Or at least that is the general concensus. I moved home to Mississippi from Vegas. In Vegas I was living with my husband and two cats. Our days were filled with work outside of home, and our evenings were sweet and leisurely and lovey. So, I've moved into a house with seven other people who are very loud and NOT leisurely.
Mix that with trying to cope with my husband being gone, trying to find some semblance of comfort living away from my home, and RAGING pregnancy hormones, and I suppose I have been very impatient and mean.
I went to visit my mom tonight, and she said that someone said (wouldn't tell me who) that all I have to do is point and someone does whatever I ask because I am so mean. I'm sure that is an extreme exaggeration, or at least I hope it is.

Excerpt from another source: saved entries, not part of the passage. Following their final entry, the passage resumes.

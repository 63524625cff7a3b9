//! Region layout loader.
//!
//! A layout file lists, per region, rectangles of cells filled with one
//! section on the surface or dungeon layer. Later placements overwrite
//! earlier ones.

use std::path::Path;

use region_map_core::{Layer, Position, Region, RegionLayout, SectionId};
use serde::{Deserialize, Serialize};

use crate::loaders::{LoadResult, read_file};

/// Layout file structure for RON files.
#[derive(Debug, Clone, Serialize, Deserialize)]
struct LayoutFileRon {
    regions: Vec<RegionRon>,
}

#[derive(Debug, Clone, Serialize, Deserialize)]
struct RegionRon {
    region: Region,
    #[serde(default)]
    surface: Vec<PlacementRon>,
    #[serde(default)]
    dungeon: Vec<PlacementRon>,
}

#[derive(Debug, Clone, Serialize, Deserialize)]
struct PlacementRon {
    section: u8,
    at: (i32, i32),
    #[serde(default = "unit_size")]
    size: (i32, i32),
}

fn unit_size() -> (i32, i32) {
    (1, 1)
}

/// Loader for region layouts from RON files.
pub struct LayoutLoader;

impl LayoutLoader {
    /// Load every region layout from a RON file.
    pub fn load(path: &Path) -> LoadResult<Vec<(Region, RegionLayout)>> {
        let content = read_file(path)?;
        Self::parse(&content)
    }

    /// Parse layouts from RON text.
    ///
    /// Fails on a placement that leaves the grid, names an id outside the
    /// section namespace, or a region listed twice.
    pub fn parse(content: &str) -> LoadResult<Vec<(Region, RegionLayout)>> {
        let data: LayoutFileRon = ron::from_str(content)
            .map_err(|e| anyhow::anyhow!("Failed to parse layout RON: {}", e))?;

        let mut layouts: Vec<(Region, RegionLayout)> = Vec::with_capacity(data.regions.len());
        for entry in data.regions {
            if layouts.iter().any(|(region, _)| *region == entry.region) {
                anyhow::bail!("Region {} is defined more than once", entry.region);
            }

            let mut layout = RegionLayout::empty();
            for (layer, placements) in [(Layer::Surface, &entry.surface), (Layer::Dungeon, &entry.dungeon)] {
                for placement in placements {
                    place(&mut layout, layer, placement)
                        .map_err(|e| anyhow::anyhow!("Region {}: {}", entry.region, e))?;
                }
            }
            layouts.push((entry.region, layout));
        }

        Ok(layouts)
    }
}

fn place(layout: &mut RegionLayout, layer: Layer, placement: &PlacementRon) -> LoadResult<()> {
    let section = SectionId(placement.section);
    if !section.is_named() {
        anyhow::bail!("{} layer placement uses {} which has no name", layer, section);
    }
    let (width, height) = placement.size;
    if width <= 0 || height <= 0 {
        anyhow::bail!("{} has an empty placement on the {} layer", section, layer);
    }

    let (x, y) = placement.at;
    for row in y..y + height {
        for col in x..x + width {
            layout.set(layer, Position::new(col, row), section)?;
        }
    }
    Ok(())
}
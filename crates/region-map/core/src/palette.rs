//! 15-bit colour helpers for the map and preview palettes.

/// Packed `0bbbbbgggggrrrrr` colour.
#[derive(Clone, Copy, Debug, Default, PartialEq, Eq, Hash)]
#[cfg_attr(feature = "serde", derive(serde::Serialize, serde::Deserialize))]
#[cfg_attr(feature = "serde", serde(transparent))]
pub struct Rgb555(pub u16);

impl Rgb555 {
    pub const BLACK: Self = Self(0);
    pub const WHITE: Self = Self::new(31, 31, 31);

    pub const fn new(r: u16, g: u16, b: u16) -> Self {
        Self((r & 0x1F) | ((g & 0x1F) << 5) | ((b & 0x1F) << 10))
    }

    pub const fn r(self) -> u16 {
        self.0 & 0x1F
    }

    pub const fn g(self) -> u16 {
        (self.0 >> 5) & 0x1F
    }

    pub const fn b(self) -> u16 {
        (self.0 >> 10) & 0x1F
    }
}

/// Per-channel multiplier in 8.8 fixed point.
#[derive(Clone, Copy, Debug, PartialEq, Eq)]
pub struct Tone {
    pub red: u16,
    pub green: u16,
    pub blue: u16,
}

impl Tone {
    /// Warm sepia the preview image starts from.
    pub const PREVIEW_START: Self = Self::new(0x133, 0x100, 0xF0);
    /// Amount removed from each channel per darkening tick.
    pub const PREVIEW_STEP: Self = Self::new(6, 5, 5);

    pub const fn new(red: u16, green: u16, blue: u16) -> Self {
        Self { red, green, blue }
    }

    pub fn darkened(self, step: Tone) -> Self {
        Self {
            red: self.red.saturating_sub(step.red),
            green: self.green.saturating_sub(step.green),
            blue: self.blue.saturating_sub(step.blue),
        }
    }
}

/// Scales every channel to `percent` of its value.
pub fn darken(colors: &mut [Rgb555], percent: u16) {
    let percent = u32::from(percent);
    for color in colors.iter_mut() {
        let scale = |c: u16| ((((u32::from(c) << 8) / 100) * percent) >> 8) as u16;
        *color = Rgb555::new(scale(color.r()), scale(color.g()), scale(color.b()));
    }
}

/// Greyscales the colours and re-tints them with `tone`.
pub fn tinted(colors: &[Rgb555], tone: Tone) -> Vec<Rgb555> {
    colors
        .iter()
        .map(|color| {
            let luma = (u32::from(color.r()) * 76
                + u32::from(color.g()) * 151
                + u32::from(color.b()) * 29)
                >> 8;
            let channel = |t: u16| ((u32::from(t) * luma) >> 8).min(31) as u16;
            Rgb555::new(channel(tone.red), channel(tone.green), channel(tone.blue))
        })
        .collect()
}
//! Table-backed dungeon and fly oracles.

use std::collections::BTreeMap;

use region_map_core::display::AssetId;
use region_map_core::palette::Rgb555;
use region_map_core::{
    DungeonDescriptor, DungeonOracle, FlyDestination, FlyOracle, PreviewAssets, SectionId,
};

use crate::tables::{dungeon_descriptors, fly_destinations, section_name};

const PREVIEW_PALETTE_LEN: usize = 16;

/// Dungeon descriptors, preview assets and fly destinations held in memory.
#[derive(Clone, Debug, Default, PartialEq, Eq)]
pub struct StaticContent {
    dungeons: BTreeMap<SectionId, DungeonDescriptor>,
    previews: BTreeMap<SectionId, PreviewAssets>,
    fly: BTreeMap<SectionId, FlyDestination>,
}

impl StaticContent {
    /// Builds the oracle from descriptor and fly tables.
    ///
    /// Every described dungeon gets the preview assets registered under its own id.
    pub fn new(
        dungeons: impl IntoIterator<Item = DungeonDescriptor>,
        fly: impl IntoIterator<Item = (SectionId, FlyDestination)>,
    ) -> Self {
        let dungeons: BTreeMap<_, _> = dungeons
            .into_iter()
            .map(|descriptor| (descriptor.section, descriptor))
            .collect();
        let previews = dungeons
            .keys()
            .map(|section| (*section, preview_assets(*section)))
            .collect();
        Self {
            dungeons,
            previews,
            fly: fly.into_iter().collect(),
        }
    }

    /// The tables compiled into this crate.
    pub fn builtin() -> Self {
        Self::new(dungeon_descriptors(section_name), fly_destinations())
    }

    pub fn dungeons(&self) -> impl Iterator<Item = &DungeonDescriptor> {
        self.dungeons.values()
    }

    pub fn fly_destinations(&self) -> impl Iterator<Item = (SectionId, FlyDestination)> + '_ {
        self.fly.iter().map(|(section, destination)| (*section, *destination))
    }
}

impl DungeonOracle for StaticContent {
    fn descriptor(&self, section: SectionId) -> Option<&DungeonDescriptor> {
        self.dungeons.get(&section)
    }

    fn preview(&self, section: SectionId) -> Option<&PreviewAssets> {
        self.previews.get(&section)
    }
}

impl FlyOracle for StaticContent {
    fn destination(&self, section: SectionId) -> Option<FlyDestination> {
        self.fly.get(&section).copied()
    }
}

/// Preview assets keyed by `section` with a grey ramp palette warmed by the id.
pub fn preview_assets(section: SectionId) -> PreviewAssets {
    let warmth = u16::from(section.raw() % 4);
    let palette = (0..PREVIEW_PALETTE_LEN as u16)
        .map(|step| {
            let level = step * 2;
            Rgb555::new((level + warmth).min(31), level, level.saturating_sub(warmth))
        })
        .collect();
    PreviewAssets {
        tiles: AssetId::PreviewTiles(section),
        tilemap: AssetId::PreviewTilemap(section),
        palette,
    }
}
#[cfg(test)]
mod tests {
    use super::*;
    use crate::env::{
        DungeonDescriptor, DungeonOracle, FlyDestination, FlyOracle, MapKind, MapLocation,
        MapSectionLookup, OverworldOracle, PreviewAssets, RegionLayout, SectionMetadata,
        SectionTable, VisitLog,
    };

    struct NoData;

    impl DungeonOracle for NoData {
        fn descriptor(&self, _section: SectionId) -> Option<&DungeonDescriptor> {
            None
        }

        fn preview(&self, _section: SectionId) -> Option<&PreviewAssets> {
            None
        }
    }

    impl FlyOracle for NoData {
        fn destination(&self, _section: SectionId) -> Option<FlyDestination> {
            None
        }
    }

    impl OverworldOracle for NoData {
        fn current_map_kind(&self) -> MapKind {
            MapKind::Town
        }

        fn current_location(&self) -> MapLocation {
            MapLocation::default()
        }

        fn escape_warp_location(&self) -> MapLocation {
            MapLocation::default()
        }

        fn dynamic_warp_location(&self) -> MapLocation {
            MapLocation::default()
        }
    }

    fn lookup() -> MapSectionLookup {
        let sections = SectionTable::new([
            (SectionId(0x01), SectionMetadata::new("Seashore City")),
            (SectionId(0x0C), SectionMetadata::new("Route 49")),
            (SectionId(0x1F), SectionMetadata::new("Merson Cave")),
        ])
        .unwrap();
        let mut rijon = RegionLayout::empty();
        rijon.set(Layer::Surface, Position::new(1, 0), SectionId(0x01)).unwrap();
        rijon.set(Layer::Dungeon, Position::new(1, 0), SectionId(0x1F)).unwrap();
        rijon.set(Layer::Surface, Position::new(2, 0), SectionId(0x0C)).unwrap();
        rijon.set(Layer::Surface, Position::new(21, 13), SectionId(0x0C)).unwrap();
        MapSectionLookup::new(sections, [(Region::Rijon, rijon)]).unwrap()
    }

    fn with_env<R>(f: impl FnOnce(&RegionMapEnv<'_>) -> R) -> R {
        let lookup = lookup();
        let mut visits = VisitLog::new();
        visits.visit(Layer::Surface, SectionId(0x01));
        let env = RegionMapEnv::new(&lookup, &NoData, &NoData, &NoData, &visits);
        f(&env)
    }

    fn step(cursor: &mut Cursor, direction: Direction, env: &RegionMapEnv<'_>) -> CursorEvent {
        if cursor.begin_move(direction) != CursorEvent::MoveStart {
            return CursorEvent::None;
        }
        let mut last = CursorEvent::None;
        while cursor.is_moving() {
            last = cursor.tick(env, Region::Rijon);
        }
        last
    }

    #[test]
    fn basic_pan_commits_on_the_fourth_tick() {
        with_env(|env| {
            let mut cursor = Cursor::new(Position::ORIGIN, env, Region::Rijon);
            assert_eq!(cursor.begin_move(Direction::Right), CursorEvent::MoveStart);

            let events: Vec<_> = (0..4).map(|_| cursor.tick(env, Region::Rijon)).collect();
            assert_eq!(
                events,
                vec![
                    CursorEvent::MoveContinue,
                    CursorEvent::MoveContinue,
                    CursorEvent::MoveContinue,
                    CursorEvent::MoveEnd
                ]
            );
            assert_eq!(cursor.position(), Position::new(1, 0));
            assert_eq!(cursor.tick(env, Region::Rijon), CursorEvent::None);
        });
    }

    #[test]
    fn sprite_interpolates_two_pixels_per_tick() {
        with_env(|env| {
            let mut cursor = Cursor::new(Position::ORIGIN, env, Region::Rijon);
            assert_eq!(cursor.screen_position(), ScreenPos::new(36, 36));
            cursor.begin_move(Direction::Right);
            cursor.tick(env, Region::Rijon);
            assert_eq!(cursor.screen_position(), ScreenPos::new(38, 36));
            cursor.tick(env, Region::Rijon);
            cursor.tick(env, Region::Rijon);
            cursor.tick(env, Region::Rijon);
            assert_eq!(cursor.screen_position(), ScreenPos::new(44, 36));
        });
    }

    #[test]
    fn edge_clamp_is_a_no_op() {
        with_env(|env| {
            let mut cursor = Cursor::new(Position::new(21, 0), env, Region::Rijon);
            assert_eq!(cursor.begin_move(Direction::Right), CursorEvent::None);
            assert_eq!(cursor.begin_move(Direction::Up), CursorEvent::None);
            assert_eq!(cursor.position(), Position::new(21, 0));
            assert!(!cursor.is_moving());
        });
    }

    #[test]
    fn committed_positions_stay_in_bounds_and_caches_stay_fresh() {
        with_env(|env| {
            let mut cursor = Cursor::new(Position::new(11, 7), env, Region::Rijon);
            let directions = [Direction::Up, Direction::Down, Direction::Left, Direction::Right];
            let mut seed: u32 = 0x2545_f491;
            for _ in 0..2_000 {
                seed = seed.wrapping_mul(1_664_525).wrapping_add(1_013_904_223);
                let direction = directions[(seed >> 28) as usize % 4];
                let before = cursor.position();
                let event = step(&mut cursor, direction, env);
                let after = cursor.position();

                assert!((0..RegionMapConfig::MAP_WIDTH).contains(&after.x));
                assert!((0..RegionMapConfig::MAP_HEIGHT).contains(&after.y));
                if event == CursorEvent::None {
                    assert_eq!(before, after);
                }
                for layer in Layer::ALL {
                    assert_eq!(
                        cursor.section(layer),
                        env.section_at(Region::Rijon, layer, after)
                    );
                }
            }
        });
    }

    #[test]
    fn caches_follow_both_layers() {
        with_env(|env| {
            let mut cursor = Cursor::new(Position::ORIGIN, env, Region::Rijon);
            assert_eq!(cursor.section(Layer::Surface), SectionId::NONE);
            assert_eq!(cursor.section_type(Layer::Surface), SectionType::None);

            step(&mut cursor, Direction::Right, env);
            assert_eq!(cursor.section(Layer::Surface), SectionId(0x01));
            assert_eq!(cursor.section_type(Layer::Surface), SectionType::Visited);
            assert_eq!(cursor.section(Layer::Dungeon), SectionId(0x1F));
            assert_eq!(cursor.section_type(Layer::Dungeon), SectionType::NotVisited);
        });
    }

    #[test]
    fn diagonal_holds_move_both_axes() {
        with_env(|env| {
            let mut cursor = Cursor::new(Position::new(5, 5), env, Region::Rijon);
            let held = Buttons::UP | Buttons::DOWN | Buttons::LEFT | Buttons::RIGHT;
            assert_eq!(cursor.begin_move_held(held), CursorEvent::MoveStart);
            while cursor.is_moving() {
                cursor.tick(env, Region::Rijon);
            }
            assert_eq!(cursor.position(), Position::new(4, 6));
        });
    }

    #[test]
    fn confirm_recognises_buttons() {
        with_env(|env| {
            let cancel = Cursor::new(RegionMapConfig::CANCEL_CELL, env, Region::Rijon);
            assert_eq!(cancel.confirm(Permissions::empty()), CursorEvent::Cancel);

            let switch = Cursor::new(RegionMapConfig::SWITCH_CELL, env, Region::Rijon);
            assert_eq!(switch.confirm(Permissions::SWITCH_BUTTON), CursorEvent::SwitchRegion);
            assert_eq!(switch.confirm(Permissions::MAP_PREVIEW), CursorEvent::Action);

            let plain = Cursor::new(Position::new(3, 3), env, Region::Rijon);
            assert_eq!(plain.confirm(Permissions::all()), CursorEvent::Action);
        });
    }

    #[test]
    fn snap_cycle_visits_every_permitted_anchor_once() {
        with_env(|env| {
            let marker = Position::new(1, 0);
            let cases = [
                (Some(marker), true, 3),
                (Some(marker), false, 2),
                (None, true, 2),
                (None, false, 1),
            ];
            for (player, switch_button, expected) in cases {
                let targets = SnapTargets {
                    player,
                    switch_button,
                };
                let mut cursor = Cursor::new(Position::new(9, 9), env, Region::Rijon);
                let mut seen = Vec::new();
                for _ in 0..expected {
                    seen.push(cursor.snap_to_anchor(targets, env, Region::Rijon));
                }
                let unique: std::collections::HashSet<_> = seen.iter().copied().collect();
                assert_eq!(unique.len(), expected, "{seen:?}");
                if player.is_none() {
                    assert!(!seen.contains(&Anchor::PlayerMarker));
                }
                // The next snap starts the cycle over.
                assert_eq!(cursor.snap_to_anchor(targets, env, Region::Rijon), seen[0]);
            }
        });
    }

    #[test]
    fn snap_refreshes_caches() {
        with_env(|env| {
            let mut cursor = Cursor::new(Position::new(1, 0), env, Region::Rijon);
            let targets = SnapTargets {
                player: Some(Position::new(1, 0)),
                switch_button: false,
            };
            assert_eq!(cursor.snap_to_anchor(targets, env, Region::Rijon), Anchor::CancelButton);
            assert_eq!(cursor.position(), RegionMapConfig::CANCEL_CELL);
            assert_eq!(cursor.section(Layer::Surface), SectionId(0x0C));
            assert_eq!(cursor.section(Layer::Dungeon), SectionId::NONE);
        });
    }

    #[test]
    fn input_prefers_buttons_over_dpad() {
        with_env(|env| {
            let controls = CursorControls {
                permissions: Permissions::SWITCH_BUTTON,
                snap: SnapTargets {
                    player: Some(Position::ORIGIN),
                    switch_button: true,
                },
                select_cancels: false,
            };
            let mut cursor = Cursor::new(Position::new(4, 4), env, Region::Rijon);
            let frame = InputFrame {
                pressed: Buttons::B,
                held: Buttons::B | Buttons::RIGHT,
                repeated: Buttons::B,
            };
            assert_eq!(cursor.handle_input(&frame, controls, env, Region::Rijon), CursorEvent::Cancel);
            assert!(!cursor.is_moving());

            let select = InputFrame::press(Buttons::SELECT);
            assert_eq!(cursor.handle_input(&select, controls, env, Region::Rijon), CursorEvent::None);

            let start = InputFrame::press(Buttons::START);
            assert_eq!(cursor.handle_input(&start, controls, env, Region::Rijon), CursorEvent::MoveEnd);
            assert_eq!(cursor.position(), RegionMapConfig::SWITCH_CELL);
        });
    }

    #[test]
    fn mid_step_input_only_advances_the_step() {
        with_env(|env| {
            let controls = CursorControls {
                permissions: Permissions::empty(),
                snap: SnapTargets {
                    player: None,
                    switch_button: false,
                },
                select_cancels: true,
            };
            let mut cursor = Cursor::new(Position::new(4, 4), env, Region::Rijon);
            let right = InputFrame::hold(Buttons::RIGHT);
            assert_eq!(cursor.handle_input(&right, controls, env, Region::Rijon), CursorEvent::MoveStart);
            let b = InputFrame::press(Buttons::B);
            assert_eq!(cursor.handle_input(&b, controls, env, Region::Rijon), CursorEvent::MoveContinue);
        });
    }
}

Therefore, I have decided tonight to make a strong effort to watch my level of patience. I need to start filling my days with more productive activity and not just moping around in PJ's counting the days until Troy is back. It was pointed out to me today that I have not left the house in over a week. So, that is my goal. I want my husband home, but he will be home at the same time regardless of whether I am sad the next five months, or make the best of it.
"God grant me the serenity to accept the things I cannot change, the courage to change the things that I can, and the wisdom to know the difference."
I cannot change the fact that I am experiencing pregnancy and six months of my life without Troy, so I will accept it and move forward. And enjoy my beautiful family and the support system that they are in the process.